>>

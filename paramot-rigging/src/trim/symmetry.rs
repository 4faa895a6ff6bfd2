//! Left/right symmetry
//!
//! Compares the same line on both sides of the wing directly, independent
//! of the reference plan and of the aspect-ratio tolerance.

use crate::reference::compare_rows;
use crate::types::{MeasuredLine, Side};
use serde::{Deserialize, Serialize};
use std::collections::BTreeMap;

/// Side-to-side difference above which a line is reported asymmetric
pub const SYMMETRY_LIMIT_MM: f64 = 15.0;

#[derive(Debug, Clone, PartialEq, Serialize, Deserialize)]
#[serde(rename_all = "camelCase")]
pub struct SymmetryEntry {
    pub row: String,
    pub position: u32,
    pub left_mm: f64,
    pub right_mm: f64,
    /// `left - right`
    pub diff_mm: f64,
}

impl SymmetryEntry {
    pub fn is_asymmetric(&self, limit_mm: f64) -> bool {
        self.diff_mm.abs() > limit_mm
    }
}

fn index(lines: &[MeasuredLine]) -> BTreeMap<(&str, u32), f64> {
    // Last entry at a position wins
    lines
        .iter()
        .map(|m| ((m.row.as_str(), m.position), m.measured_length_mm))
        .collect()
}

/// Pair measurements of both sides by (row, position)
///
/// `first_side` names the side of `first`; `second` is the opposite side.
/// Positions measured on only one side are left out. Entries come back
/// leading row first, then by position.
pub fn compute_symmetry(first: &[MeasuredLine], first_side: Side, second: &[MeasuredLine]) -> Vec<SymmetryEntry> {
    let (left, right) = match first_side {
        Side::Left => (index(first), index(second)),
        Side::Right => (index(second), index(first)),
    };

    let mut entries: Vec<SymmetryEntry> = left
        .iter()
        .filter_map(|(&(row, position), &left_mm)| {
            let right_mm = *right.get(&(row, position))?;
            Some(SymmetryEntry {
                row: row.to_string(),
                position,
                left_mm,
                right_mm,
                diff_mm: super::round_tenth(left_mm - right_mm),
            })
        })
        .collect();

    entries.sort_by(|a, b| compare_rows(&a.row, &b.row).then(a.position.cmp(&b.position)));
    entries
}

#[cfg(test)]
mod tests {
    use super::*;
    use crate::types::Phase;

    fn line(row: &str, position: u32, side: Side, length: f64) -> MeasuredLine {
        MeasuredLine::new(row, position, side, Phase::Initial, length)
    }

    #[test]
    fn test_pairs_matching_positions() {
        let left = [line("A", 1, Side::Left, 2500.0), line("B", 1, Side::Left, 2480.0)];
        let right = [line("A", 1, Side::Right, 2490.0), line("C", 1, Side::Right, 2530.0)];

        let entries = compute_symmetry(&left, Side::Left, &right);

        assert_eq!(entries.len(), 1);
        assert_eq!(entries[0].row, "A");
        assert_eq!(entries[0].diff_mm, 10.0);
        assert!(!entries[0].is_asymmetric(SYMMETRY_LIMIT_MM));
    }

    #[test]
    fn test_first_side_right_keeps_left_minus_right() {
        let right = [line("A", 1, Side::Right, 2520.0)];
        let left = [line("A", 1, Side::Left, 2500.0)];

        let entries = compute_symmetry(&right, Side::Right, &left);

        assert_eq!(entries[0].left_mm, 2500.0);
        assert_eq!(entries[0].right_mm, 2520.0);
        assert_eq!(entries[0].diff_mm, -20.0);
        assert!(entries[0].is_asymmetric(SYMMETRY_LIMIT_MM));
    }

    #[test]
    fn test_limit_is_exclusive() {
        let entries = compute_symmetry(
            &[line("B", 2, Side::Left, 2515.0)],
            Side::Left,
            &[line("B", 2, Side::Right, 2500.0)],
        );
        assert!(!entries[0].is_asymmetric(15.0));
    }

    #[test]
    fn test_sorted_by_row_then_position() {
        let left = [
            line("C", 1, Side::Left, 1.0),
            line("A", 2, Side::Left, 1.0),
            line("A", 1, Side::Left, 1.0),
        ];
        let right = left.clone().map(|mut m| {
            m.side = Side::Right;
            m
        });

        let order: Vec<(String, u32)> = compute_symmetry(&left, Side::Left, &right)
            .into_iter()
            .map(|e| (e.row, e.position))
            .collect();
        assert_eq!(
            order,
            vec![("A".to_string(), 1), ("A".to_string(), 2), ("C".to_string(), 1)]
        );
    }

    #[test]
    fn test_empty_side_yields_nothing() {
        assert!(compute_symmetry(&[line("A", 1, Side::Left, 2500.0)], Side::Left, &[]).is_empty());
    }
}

<<

▶ Required action
Please write out the records from above, keeping every line exact.

▶ Your response
filename paramot-rigging/src/trim/symmetry.rs
repository 4faa895a6ff6bfd2
//! Left/right symmetry
//!
//! Compares the same line on both sides of the wing directly, independent
//! of the reference plan and of the aspect-ratio tolerance.

use crate::reference::compare_rows;
use crate::types::{MeasuredLine, Side};
use serde::{Deserialize, Serialize};
use std::collections::BTreeMap;

/// Side-to-side difference above which a line is reported asymmetric
pub const SYMMETRY_LIMIT_MM: f64 = 15.0;

#[derive(Debug, Clone, PartialEq, Serialize, Deserialize)]
#[serde(rename_all = "camelCase")]
pub struct SymmetryEntry {
    pub row: String,
    pub position: u32,
    pub left_mm: f64,
    pub right_mm: f64,
    /// `left - right`
    pub diff_mm: f64,
}

impl SymmetryEntry {
    pub fn is_asymmetric(&self, limit_mm: f64) -> bool {
        self.diff_mm.abs() > limit_mm
    }
}

fn index(lines: &[MeasuredLine]) -> BTreeMap<(&str, u32), f64> {
    // Last entry at a position wins
    lines
        .iter()
        .map(|m| ((m.row.as_str(), m.position), m.measured_length_mm))
        .collect()
}

/// Pair measurements of both sides by (row, position)
///
/// `first_side` names the side of `first`; `second` is the opposite side.
/// Positions measured on only one side are left out. Entries come back
/// leading row first, then by position.
pub fn compute_symmetry(first: &[MeasuredLine], first_side: Side, second: &[MeasuredLine]) -> Vec<SymmetryEntry> {
    let (left, right) = match first_side {
        Side::Left => (index(first), index(second)),
        Side::Right => (index(second), index(first)),
    };

    let mut entries: Vec<SymmetryEntry> = left
        .iter()
        .filter_map(|(&(row, position), &left_mm)| {
            let right_mm = *right.get(&(row, position))?;
            Some(SymmetryEntry {
                row: row.to_string(),
                position,
                left_mm,
                right_mm,
                diff_mm: super::round_tenth(left_mm - right_mm),
            })
        })
        .collect();

    entries.sort_by(|a, b| compare_rows(&a.row, &b.row).then(a.position.cmp(&b.position)));
    entries
}

#[cfg(test)]
mod tests {
    use super::*;
    use crate::types::Phase;

    fn line(row: &str, position: u32, side: Side, length: f64) -> MeasuredLine {
        MeasuredLine::new(row, position, side, Phase::Initial, length)
    }

    #[test]
    fn test_pairs_matching_positions() {
        let left = [line("A", 1, Side::Left, 2500.0), line("B", 1, Side::Left, 2480.0)];
        let right = [line("A", 1, Side::Right, 2490.0), line("C", 1, Side::Right, 2530.0)];

        let entries = compute_symmetry(&left, Side::Left, &right);

        assert_eq!(entries.len(), 1);
        assert_eq!(entries[0].row, "A");
        assert_eq!(entries[0].diff_mm, 10.0);
        assert!(!entries[0].is_asymmetric(SYMMETRY_LIMIT_MM));
    }

    #[test]
    fn test_first_side_right_keeps_left_minus_right() {
        let right = [line("A", 1, Side::Right, 2520.0)];
        let left = [line("A", 1, Side::Left, 2500.0)];

        let entries = compute_symmetry(&right, Side::Right, &left);

        assert_eq!(entries[0].left_mm, 2500.0);
        assert_eq!(entries[0].right_mm, 2520.0);
        assert_eq!(entries[0].diff_mm, -20.0);
        assert!(entries[0].is_asymmetric(SYMMETRY_LIMIT_MM));
    }

    #[test]
    fn test_limit_is_exclusive() {
        let entries = compute_symmetry(
            &[line("B", 2, Side::Left, 2515.0)],
            Side::Left,
            &[line("B", 2, Side::Right, 2500.0)],
        );
        assert!(!entries[0].is_asymmetric(15.0));
    }

    #[test]
    fn test_sorted_by_row_then_position() {
        let left = [
            line("C", 1, Side::Left, 1.0),
            line("A", 2, Side::Left, 1.0),
            line("A", 1, Side::Left, 1.0),
        ];
        let right = left.clone().map(|mut m| {
            m.side = Side::Right;
            m
        });

        let order: Vec<(String, u32)> = compute_symmetry(&left, Side::Left, &right)
            .into_iter()
            .map(|e| (e.row, e.position))
            .collect();
        assert_eq!(
            order,
            vec![("A".to_string(), 1), ("A".to_string(), 2), ("C".to_string(), 1)]
        );
    }

    #[test]
    fn test_empty_side_yields_nothing() {
        assert!(compute_symmetry(&[line("A", 1, Side::Left, 2500.0)], Side::Left, &[]).is_empty());
    }
}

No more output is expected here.